SEMA destaca avanços em licenciamentos e novos programas de sustentabilidade durante a Expofeira

A emissão de licenças ambientais para empreendimentos de grande impacto saltou de 25, em 2022, para mais de 160, em 2025


 

Presente na Expofeira 2026 com serviços voltados ao atendimento direto de produtores e da comunidade, a Secretaria de Estado do Meio Ambiente (SEMA) destaca avanços expressivos na desburocratização e na gestão ambiental do Estado.

 

Em entrevista à Rádio Diário FM (90,9) nesta terça-feira (11), o diretor de controle ambiental, Fabrício Borges, pontuou que o órgão tem atuado para encurtar distâncias e facilitar o acesso a serviços essenciais, como o Cadastro Ambiental Rural (CAR) e a outorga de recursos hídricos.

 

“A nossa ideia enquanto órgão ambiental é fazer o Estado rodar, fazendo com que o Estado produza com segurança e sustentabilidade”, afirmou Fabrício Borges.

 

 

Segundo o gestor, a secretaria passou por uma ampla reestruturação física e administrativa desde 2023. Uma das mudanças foi a aprovação do novo Código Ambiental do Estado em 2025, acompanhado pela regulamentação de 54 termos de referência.

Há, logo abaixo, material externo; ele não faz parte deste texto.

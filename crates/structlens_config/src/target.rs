//! Target architecture selection.
//!
//! Accepts the architecture names Go uses for `GOARCH` plus the common LLVM
//! spellings, and maps each to the word size the layout engine needs.

use std::fmt;
use std::str::FromStr;

use serde::{Deserialize, Serialize};
use structlens_layout::WordSize;

use crate::error::ConfigError;

/// A known target architecture.
#[derive(Debug, Clone, PartialEq, Eq, Serialize)]
#[serde(into = "String")]
pub struct TargetArch {
    /// Canonical `GOARCH` name (e.g. amd64, arm64, 386)
    name: &'static str,
    word_size: WordSize,
}

const ARCHITECTURES: &[(&str, WordSize)] = &[
    ("amd64", WordSize::Eight),
    ("arm64", WordSize::Eight),
    ("ppc64", WordSize::Eight),
    ("ppc64le", WordSize::Eight),
    ("mips64", WordSize::Eight),
    ("mips64le", WordSize::Eight),
    ("riscv64", WordSize::Eight),
    ("s390x", WordSize::Eight),
    ("loong64", WordSize::Eight),
    ("wasm", WordSize::Eight),
    ("386", WordSize::Four),
    ("arm", WordSize::Four),
    ("mips", WordSize::Four),
    ("mipsle", WordSize::Four),
];

impl TargetArch {
    /// Parse an architecture name (e.g., "amd64", "x86_64", "386")
    pub fn parse(arch: &str) -> Result<Self, ConfigError> {
        let lowered = arch.trim().to_lowercase();
        // Normalize LLVM-style names to their GOARCH equivalents
        let canonical = match lowered.as_str() {
            "x86_64" | "x86-64" | "x64" => "amd64",
            "aarch64" => "arm64",
            "i386" | "i686" | "x86" => "386",
            "wasm32" => "wasm",
            other => other,
        };

        ARCHITECTURES
            .iter()
            .find(|(name, _)| *name == canonical)
            .map(|&(name, word_size)| Self { name, word_size })
            .ok_or_else(|| ConfigError::UnknownArchitecture(arch.to_string()))
    }

    pub fn name(&self) -> &'static str {
        self.name
    }

    pub fn word_size(&self) -> WordSize {
        self.word_size
    }

    /// Check if this is a 64-bit target
    pub fn is_64_bit(&self) -> bool {
        self.word_size == WordSize::Eight
    }

    /// x86-64 (amd64), the default target
    pub fn amd64() -> Self {
        Self {
            name: "amd64",
            word_size: WordSize::Eight,
        }
    }

    /// 64-bit ARM (arm64)
    pub fn arm64() -> Self {
        Self {
            name: "arm64",
            word_size: WordSize::Eight,
        }
    }

    /// 32-bit x86 (386)
    pub fn i386() -> Self {
        Self {
            name: "386",
            word_size: WordSize::Four,
        }
    }

    /// 32-bit ARM (arm)
    pub fn arm() -> Self {
        Self {
            name: "arm",
            word_size: WordSize::Four,
        }
    }

    pub fn known_names() -> impl Iterator<Item = &'static str> {
        ARCHITECTURES.iter().map(|(name, _)| *name)
    }
}

impl Default for TargetArch {
    fn default() -> Self {
        Self::amd64()
    }
}

impl FromStr for TargetArch {
    type Err = ConfigError;

    fn from_str(s: &str) -> Result<Self, Self::Err> {
        Self::parse(s)
    }
}

impl TryFrom<String> for TargetArch {
    type Error = ConfigError;

    fn try_from(value: String) -> Result<Self, Self::Error> {
        Self::parse(&value)
    }
}

// Written by hand: the derive would infer `'de: 'static` from the
// `&'static str` field even with `try_from`.
impl<'de> Deserialize<'de> for TargetArch {
    fn deserialize<D: serde::Deserializer<'de>>(deserializer: D) -> Result<Self, D::Error> {
        let value = String::deserialize(deserializer)?;
        Self::try_from(value).map_err(serde::de::Error::custom)
    }
}

impl From<TargetArch> for String {
    fn from(value: TargetArch) -> Self {
        value.name.to_string()
    }
}

impl fmt::Display for TargetArch {
    fn fmt(&self, f: &mut fmt::Formatter<'_>) -> fmt::Result {
        f.write_str(self.name)
    }
}
use serde::Serialize;
use structlens_span::Span;

/// One field as written in a record body.
#[derive(Debug, Clone, PartialEq, Eq, Serialize)]
pub struct Field {
    pub name: String,
    /// Raw type text, e.g. `map[string][]int` or `*pkg.Base`.
    pub type_expression: String,
    /// Covers the field name on its line.
    pub location: Span,
}

/// A named `struct` declaration and its fields in declared order.
#[derive(Debug, Clone, PartialEq, Eq, Serialize)]
pub struct RecordDeclaration {
    pub name: String,
    pub name_span: Span,
    pub fields: Vec<Field>,
    /// From column 0 of the header line to the end of the closing-brace line.
    pub span: Span,
}

impl RecordDeclaration {
    pub fn field(&self, name: &str) -> Option<&Field> {
        self.fields.iter().find(|field| field.name == name)
    }
}
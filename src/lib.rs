//! Go struct layout analysis.
//!
//! Parses struct declarations out of Go source text, computes field offsets
//! and padding for a target word size, and reports records whose size a
//! different field order would reduce.

pub mod analysis;
pub mod report;
pub mod sources;

pub use analysis::{Analyzer, DocumentAnalysis, HoverTarget, RecordAnalysis};
pub use structlens_config::{AnalyzerConfig, ConfigError, TargetArch};
pub use structlens_layout::{FieldLayout, OptimalityReport, RecordLayout, TypeInfo, WordSize};
pub use structlens_parser::{Field, MultiNamePolicy, RecordDeclaration};
pub use structlens_span::{Position, Span};
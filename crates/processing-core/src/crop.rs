//! Centred square crop and mirrored resampling.

use image::imageops::{self, FilterType};
use image::RgbaImage;

use snapstrip_common::error::{SnapstripError, SnapstripResult};

/// Largest centred square inside a source frame.
#[derive(Debug, Clone, Copy, PartialEq, Eq)]
pub struct SquareCrop {
    pub x: u32,
    pub y: u32,
    pub size: u32,
}

/// Compute the largest centred square crop of a `width`×`height` frame.
///
/// Returns `None` when the frame has no area.
pub fn center_square(width: u32, height: u32) -> Option<SquareCrop> {
    let size = width.min(height);
    if size == 0 {
        return None;
    }
    Some(SquareCrop {
        x: (width - size) / 2,
        y: (height - size) / 2,
        size,
    })
}

/// Crop the centred square of `source`, mirror it horizontally, and resample
/// it onto a fresh `output_size`×`output_size` surface.
///
/// `source` is only read; the returned surface is independent of it.
pub fn render_mirrored_square(source: &RgbaImage, output_size: u32) -> SnapstripResult<RgbaImage> {
    let (width, height) = source.dimensions();
    let crop = center_square(width, height).ok_or_else(|| {
        SnapstripError::capture_unavailable(format!("source frame is {width}x{height}"))
    })?;
    if output_size == 0 {
        return Err(SnapstripError::processing("output size must be non-zero"));
    }

    let square = imageops::crop_imm(source, crop.x, crop.y, crop.size, crop.size).to_image();
    let scaled = if crop.size == output_size {
        square
    } else {
        imageops::resize(&square, output_size, output_size, FilterType::Triangle)
    };
    Ok(imageops::flip_horizontal(&scaled))
}

#[cfg(test)]
mod tests {
    use super::*;
    use image::Rgba;
    use proptest::prelude::*;

    const RED: Rgba<u8> = Rgba([255, 0, 0, 255]);
    const BLUE: Rgba<u8> = Rgba([0, 0, 255, 255]);

    #[test]
    fn test_landscape_crop_is_centred() {
        assert_eq!(
            center_square(1280, 720),
            Some(SquareCrop {
                x: 280,
                y: 0,
                size: 720
            })
        );
    }

    #[test]
    fn test_portrait_crop_is_centred() {
        assert_eq!(
            center_square(480, 640),
            Some(SquareCrop {
                x: 0,
                y: 80,
                size: 480
            })
        );
    }

    #[test]
    fn test_zero_area_has_no_crop() {
        assert_eq!(center_square(0, 720), None);
        assert_eq!(center_square(640, 0), None);
    }

    #[test]
    fn test_render_mirrors_horizontally() {
        // Left half red, right half blue.
        let source = RgbaImage::from_fn(40, 40, |x, _| if x < 20 { RED } else { BLUE });
        let out = render_mirrored_square(&source, 40).unwrap();
        assert_eq!(*out.get_pixel(0, 20), BLUE);
        assert_eq!(*out.get_pixel(39, 20), RED);
        // Source untouched.
        assert_eq!(*source.get_pixel(0, 20), RED);
    }

    #[test]
    fn test_render_discards_letterbox_sides() {
        // 60x20 frame: outer 20px columns are blue, centre is red.
        let source = RgbaImage::from_fn(60, 20, |x, _| if (20..40).contains(&x) { RED } else { BLUE });
        let out = render_mirrored_square(&source, 20).unwrap();
        assert!(out.pixels().all(|p| *p == RED));
    }

    #[test]
    fn test_render_rejects_empty_source() {
        let source = RgbaImage::new(0, 0);
        let err = render_mirrored_square(&source, 600).unwrap_err();
        assert!(err.is_capture_unavailable());
    }

    proptest! {
        #[test]
        fn prop_crop_is_square_and_in_bounds(w in 1u32..5000, h in 1u32..5000) {
            let crop = center_square(w, h).unwrap();
            prop_assert_eq!(crop.size, w.min(h));
            prop_assert!(crop.x + crop.size <= w);
            prop_assert!(crop.y + crop.size <= h);
            // Centred to within one pixel.
            prop_assert!((w - crop.size - crop.x).abs_diff(crop.x) <= 1);
            prop_assert!((h - crop.size - crop.y).abs_diff(crop.y) <= 1);
        }
    }
}
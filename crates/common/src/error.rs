//! Error types shared across Snapstrip crates.

use std::path::PathBuf;

/// Top-level error type for Snapstrip operations.
#[derive(Debug, thiserror::Error)]
pub enum SnapstripError {
    #[error("Capture error: {message}")]
    Capture { message: String },

    /// The video source has no usable frame yet (no dimensions).
    #[error("Capture source unavailable: {message}")]
    CaptureUnavailable { message: String },

    #[error("Processing error: {message}")]
    Processing { message: String },

    #[error("Decode error: {message}")]
    Decode { message: String },

    #[error("Render error: {message}")]
    Render { message: String },

    #[error("Export error: {message}")]
    Export { message: String },

    #[error("Upload error: {message}")]
    Upload { message: String },

    #[error("File not found: {path}")]
    FileNotFound { path: PathBuf },

    #[error(transparent)]
    Io(#[from] std::io::Error),

    #[error(transparent)]
    Json(#[from] serde_json::Error),

    #[error(transparent)]
    Other(#[from] anyhow::Error),
}

/// Result type alias using SnapstripError.
pub type SnapstripResult<T> = Result<T, SnapstripError>;

impl SnapstripError {
    pub fn capture(msg: impl Into<String>) -> Self {
        Self::Capture {
            message: msg.into(),
        }
    }

    pub fn capture_unavailable(msg: impl Into<String>) -> Self {
        Self::CaptureUnavailable {
            message: msg.into(),
        }
    }

    pub fn processing(msg: impl Into<String>) -> Self {
        Self::Processing {
            message: msg.into(),
        }
    }

    pub fn decode(msg: impl Into<String>) -> Self {
        Self::Decode {
            message: msg.into(),
        }
    }

    pub fn render(msg: impl Into<String>) -> Self {
        Self::Render {
            message: msg.into(),
        }
    }

    pub fn export(msg: impl Into<String>) -> Self {
        Self::Export {
            message: msg.into(),
        }
    }

    pub fn upload(msg: impl Into<String>) -> Self {
        Self::Upload {
            message: msg.into(),
        }
    }

    /// Whether this error means "no frame right now" rather than a real failure.
    pub fn is_capture_unavailable(&self) -> bool {
        matches!(self, Self::CaptureUnavailable { .. })
    }
}

#[cfg(test)]
mod tests {
    use super::*;

    #[test]
    fn test_error_messages_carry_context() {
        let err = SnapstripError::decode("frame 3 is not a PNG");
        assert_eq!(err.to_string(), "Decode error: frame 3 is not a PNG");
    }

    #[test]
    fn test_capture_unavailable_is_distinguishable() {
        assert!(SnapstripError::capture_unavailable("0x0 source").is_capture_unavailable());
        assert!(!SnapstripError::capture("boom").is_capture_unavailable());
    }
}
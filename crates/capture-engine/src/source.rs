//! Live video sources.

use std::path::Path;

use image::{Rgba, RgbaImage};

use snapstrip_common::error::{SnapstripError, SnapstripResult};

/// A live camera-like feed. Frame capture only ever reads from it.
pub trait VideoSource: Send {
    /// Whether the stream is running at all.
    fn is_active(&self) -> bool;

    /// The most recent frame, or `None` if the source has nothing to show.
    fn current_frame(&mut self) -> Option<&RgbaImage>;

    /// Short label for logs.
    fn describe(&self) -> String;
}

/// Replays a fixed list of still images, advancing one image per read.
pub struct StillImageSource {
    frames: Vec<RgbaImage>,
    cursor: usize,
    label: String,
}

impl StillImageSource {
    pub fn new(frames: Vec<RgbaImage>, label: impl Into<String>) -> Self {
        Self {
            frames,
            cursor: 0,
            label: label.into(),
        }
    }

    /// Load a single image file, or every image file in a directory
    /// (sorted by file name).
    pub fn open(path: &Path) -> SnapstripResult<Self> {
        if !path.exists() {
            return Err(SnapstripError::FileNotFound {
                path: path.to_path_buf(),
            });
        }

        let mut files = if path.is_dir() {
            let mut entries = std::fs::read_dir(path)?
                .filter_map(|entry| entry.ok().map(|e| e.path()))
                .filter(|p| p.is_file() && is_image_file(p))
                .collect::<Vec<_>>();
            entries.sort();
            entries
        } else {
            vec![path.to_path_buf()]
        };

        if files.is_empty() {
            return Err(SnapstripError::capture(format!(
                "no image files in {}",
                path.display()
            )));
        }

        let mut frames = Vec::with_capacity(files.len());
        for file in files.drain(..) {
            let image = image::open(&file).map_err(|e| {
                SnapstripError::decode(format!("failed to open {}: {e}", file.display()))
            })?;
            frames.push(image.to_rgba8());
        }

        tracing::debug!(path = %path.display(), frames = frames.len(), "Loaded still source");
        Ok(Self::new(frames, path.display().to_string()))
    }
}

impl VideoSource for StillImageSource {
    fn is_active(&self) -> bool {
        !self.frames.is_empty()
    }

    fn current_frame(&mut self) -> Option<&RgbaImage> {
        if self.frames.is_empty() {
            return None;
        }
        let index = self.cursor % self.frames.len();
        self.cursor += 1;
        self.frames.get(index)
    }

    fn describe(&self) -> String {
        format!("stills:{}", self.label)
    }
}

/// Generated colour-bar feed for demos and hardware-free runs.
///
/// Each read shifts the bars so consecutive shots differ.
pub struct TestPatternSource {
    width: u32,
    height: u32,
    frame: RgbaImage,
    reads: u32,
}

const BARS: [[u8; 3]; 6] = [
    [235, 64, 52],
    [245, 166, 35],
    [248, 231, 28],
    [126, 211, 33],
    [74, 144, 226],
    [144, 19, 254],
];

impl TestPatternSource {
    pub fn new(width: u32, height: u32) -> Self {
        Self {
            width,
            height,
            frame: RgbaImage::new(width, height),
            reads: 0,
        }
    }

    fn render(&mut self) {
        let bar_width = (self.width / BARS.len() as u32).max(1);
        let shift = self.reads as usize;
        let height = self.height.max(1);
        self.frame = RgbaImage::from_fn(self.width, self.height, |x, y| {
            let bar = ((x / bar_width) as usize + shift) % BARS.len();
            let [r, g, b] = BARS[bar];
            // Vertical shading so crops are distinguishable.
            let shade = 155 + (100 * (height - y) / height) as u16;
            let scale = |c: u8| ((c as u16 * shade) / 255) as u8;
            Rgba([scale(r), scale(g), scale(b), 255])
        });
    }
}

impl VideoSource for TestPatternSource {
    fn is_active(&self) -> bool {
        true
    }

    fn current_frame(&mut self) -> Option<&RgbaImage> {
        self.render();
        self.reads += 1;
        Some(&self.frame)
    }

    fn describe(&self) -> String {
        format!("pattern:{}x{}", self.width, self.height)
    }
}

fn is_image_file(path: &Path) -> bool {
    path.extension()
        .and_then(|ext| ext.to_str())
        .map(|ext| {
            matches!(
                ext.to_ascii_lowercase().as_str(),
                "png" | "jpg" | "jpeg"
            )
        })
        .unwrap_or(false)
}

#[cfg(test)]
mod tests {
    use super::*;

    #[test]
    fn test_still_source_cycles() {
        let a = RgbaImage::from_pixel(2, 2, Rgba([1, 1, 1, 255]));
        let b = RgbaImage::from_pixel(2, 2, Rgba([2, 2, 2, 255]));
        let mut source = StillImageSource::new(vec![a.clone(), b.clone()], "test");
        assert_eq!(source.current_frame(), Some(&a));
        assert_eq!(source.current_frame(), Some(&b));
        assert_eq!(source.current_frame(), Some(&a));
    }

    #[test]
    fn test_empty_still_source_is_inactive() {
        let mut source = StillImageSource::new(vec![], "empty");
        assert!(!source.is_active());
        assert!(source.current_frame().is_none());
    }

    #[test]
    fn test_open_missing_path() {
        let err = StillImageSource::open(Path::new("/nonexistent/snapstrip/frames")).err();
        assert!(matches!(err, Some(SnapstripError::FileNotFound { .. })));
    }

    #[test]
    fn test_pattern_source_shifts_between_reads() {
        let mut source = TestPatternSource::new(120, 80);
        let first = source.current_frame().cloned().unwrap();
        let second = source.current_frame().cloned().unwrap();
        assert_eq!(first.dimensions(), (120, 80));
        assert_ne!(first, second);
    }
}
//! Capture-time filter effects.
//!
//! Colour operations use the CSS Filter Effects matrices applied directly to
//! sRGB channel values, clamping to `[0, 1]` after every step. Blur is a
//! Gaussian with the op's radius as standard deviation.

use image::{imageops, RgbaImage};

use snapstrip_strip_model::filter::{EffectOp, FilterDescriptor};

/// Affine colour transform: `out = m · rgb + offset`.
#[derive(Debug, Clone, Copy, PartialEq)]
pub struct ColorMatrix {
    pub m: [[f32; 3]; 3],
    pub offset: [f32; 3],
}

impl ColorMatrix {
    pub const IDENTITY: ColorMatrix = ColorMatrix {
        m: [[1.0, 0.0, 0.0], [0.0, 1.0, 0.0], [0.0, 0.0, 1.0]],
        offset: [0.0; 3],
    };

    pub fn grayscale(amount: f32) -> Self {
        let a = 1.0 - amount.clamp(0.0, 1.0);
        Self::linear([
            [0.2126 + 0.7874 * a, 0.7152 - 0.7152 * a, 0.0722 - 0.0722 * a],
            [0.2126 - 0.2126 * a, 0.7152 + 0.2848 * a, 0.0722 - 0.0722 * a],
            [0.2126 - 0.2126 * a, 0.7152 - 0.7152 * a, 0.0722 + 0.9278 * a],
        ])
    }

    pub fn sepia(amount: f32) -> Self {
        let a = 1.0 - amount.clamp(0.0, 1.0);
        Self::linear([
            [0.393 + 0.607 * a, 0.769 - 0.769 * a, 0.189 - 0.189 * a],
            [0.349 - 0.349 * a, 0.686 + 0.314 * a, 0.168 - 0.168 * a],
            [0.272 - 0.272 * a, 0.534 - 0.534 * a, 0.131 + 0.869 * a],
        ])
    }

    pub fn saturate(amount: f32) -> Self {
        let s = amount.max(0.0);
        Self::linear([
            [0.213 + 0.787 * s, 0.715 - 0.715 * s, 0.072 - 0.072 * s],
            [0.213 - 0.213 * s, 0.715 + 0.285 * s, 0.072 - 0.072 * s],
            [0.213 - 0.213 * s, 0.715 - 0.715 * s, 0.072 + 0.928 * s],
        ])
    }

    pub fn hue_rotate(degrees: f32) -> Self {
        let (sin, cos) = degrees.to_radians().sin_cos();
        Self::linear([
            [
                0.213 + cos * 0.787 - sin * 0.213,
                0.715 - cos * 0.715 - sin * 0.715,
                0.072 - cos * 0.072 + sin * 0.928,
            ],
            [
                0.213 - cos * 0.213 + sin * 0.143,
                0.715 + cos * 0.285 + sin * 0.140,
                0.072 - cos * 0.072 - sin * 0.283,
            ],
            [
                0.213 - cos * 0.213 - sin * 0.787,
                0.715 - cos * 0.715 + sin * 0.715,
                0.072 + cos * 0.928 + sin * 0.072,
            ],
        ])
    }

    pub fn brightness(amount: f32) -> Self {
        let b = amount.max(0.0);
        Self::linear([[b, 0.0, 0.0], [0.0, b, 0.0], [0.0, 0.0, b]])
    }

    pub fn contrast(amount: f32) -> Self {
        let c = amount.max(0.0);
        let intercept = 0.5 - 0.5 * c;
        Self {
            m: [[c, 0.0, 0.0], [0.0, c, 0.0], [0.0, 0.0, c]],
            offset: [intercept; 3],
        }
    }

    fn linear(m: [[f32; 3]; 3]) -> Self {
        Self {
            m,
            offset: [0.0; 3],
        }
    }

    /// Matrix for a per-pixel op; `None` for spatial ops (blur).
    pub fn for_op(op: EffectOp) -> Option<Self> {
        match op {
            EffectOp::Grayscale(a) => Some(Self::grayscale(a)),
            EffectOp::Sepia(a) => Some(Self::sepia(a)),
            EffectOp::Contrast(a) => Some(Self::contrast(a)),
            EffectOp::Brightness(a) => Some(Self::brightness(a)),
            EffectOp::Saturate(a) => Some(Self::saturate(a)),
            EffectOp::HueRotate(deg) => Some(Self::hue_rotate(deg)),
            EffectOp::Blur(_) => None,
        }
    }

    /// Apply to a normalized RGB triple, clamping the result.
    pub fn apply(&self, rgb: [f32; 3]) -> [f32; 3] {
        let mut out = [0.0f32; 3];
        for (i, row) in self.m.iter().enumerate() {
            let v = row[0] * rgb[0] + row[1] * rgb[1] + row[2] * rgb[2] + self.offset[i];
            out[i] = v.clamp(0.0, 1.0);
        }
        out
    }
}

/// Apply a filter's effect pipeline, returning the filtered surface.
pub fn apply_filter(mut surface: RgbaImage, filter: FilterDescriptor) -> RgbaImage {
    let ops = filter.ops();
    if ops.is_empty() {
        return surface;
    }

    let mut pending: Vec<ColorMatrix> = Vec::new();
    for op in ops {
        match ColorMatrix::for_op(*op) {
            Some(matrix) => pending.push(matrix),
            None => {
                apply_matrices(&mut surface, &pending);
                pending.clear();
                if let EffectOp::Blur(radius) = op {
                    surface = blur(&surface, *radius);
                }
            }
        }
    }
    apply_matrices(&mut surface, &pending);

    tracing::trace!(filter = %filter, ops = ops.len(), "Applied filter");
    surface
}

fn apply_matrices(surface: &mut RgbaImage, matrices: &[ColorMatrix]) {
    if matrices.is_empty() {
        return;
    }
    for pixel in surface.pixels_mut() {
        let mut rgb = [
            pixel[0] as f32 / 255.0,
            pixel[1] as f32 / 255.0,
            pixel[2] as f32 / 255.0,
        ];
        for matrix in matrices {
            rgb = matrix.apply(rgb);
        }
        for (channel, value) in pixel.0.iter_mut().zip(rgb) {
            *channel = (value * 255.0).round() as u8;
        }
    }
}

fn blur(surface: &RgbaImage, radius: f32) -> RgbaImage {
    if radius <= 0.0 {
        return surface.clone();
    }
    let mut out = imageops::blur(surface, radius);
    // Blur softens colour only; coverage stays as captured.
    for (dst, src) in out.pixels_mut().zip(surface.pixels()) {
        dst[3] = src[3];
    }
    out
}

Essa medida padronizou os exames técnicos e eliminou divergências analíticas entre servidores.

 

“Antigamente, se tivéssemos dez processos de postos de gasolina caindo com analistas diferentes, eram dez análises diferentes e exigências distintas. A partir do momento em que temos um termo de referência, o empreendedor tem segurança jurídica e isonomia”, explicou Fabrício.

 

 

Licenças

De acordo com os dados apresentados, a emissão de licenças ambientais para empreendimentos de grande impacto saltou de 25, em 2022, para mais de 160, em 2025, impulsionando iniciativas estatais e privadas.

 

“O nosso Estado está em cima de uma riqueza natural e precisamos proporcionar um ambiente em que o amapaense possa se desenvolver economicamente de forma consciente, garantindo a perenidade desses recursos”, finalizou.

 

Além do licenciamento, o diretor destacou iniciativas de valorização da floresta em pé, como o programa Floresta Mais — parceria com o Ministério do Meio Ambiente e o PNUD —, que já contemplou mais de 500 famílias com mais de R$ 10 milhões em remuneração pela preservação ambiental. Paralelamente, a aprovação recente do Plano Estadual de Recursos Hídricos consolida diretrizes para as próximas quatro décadas.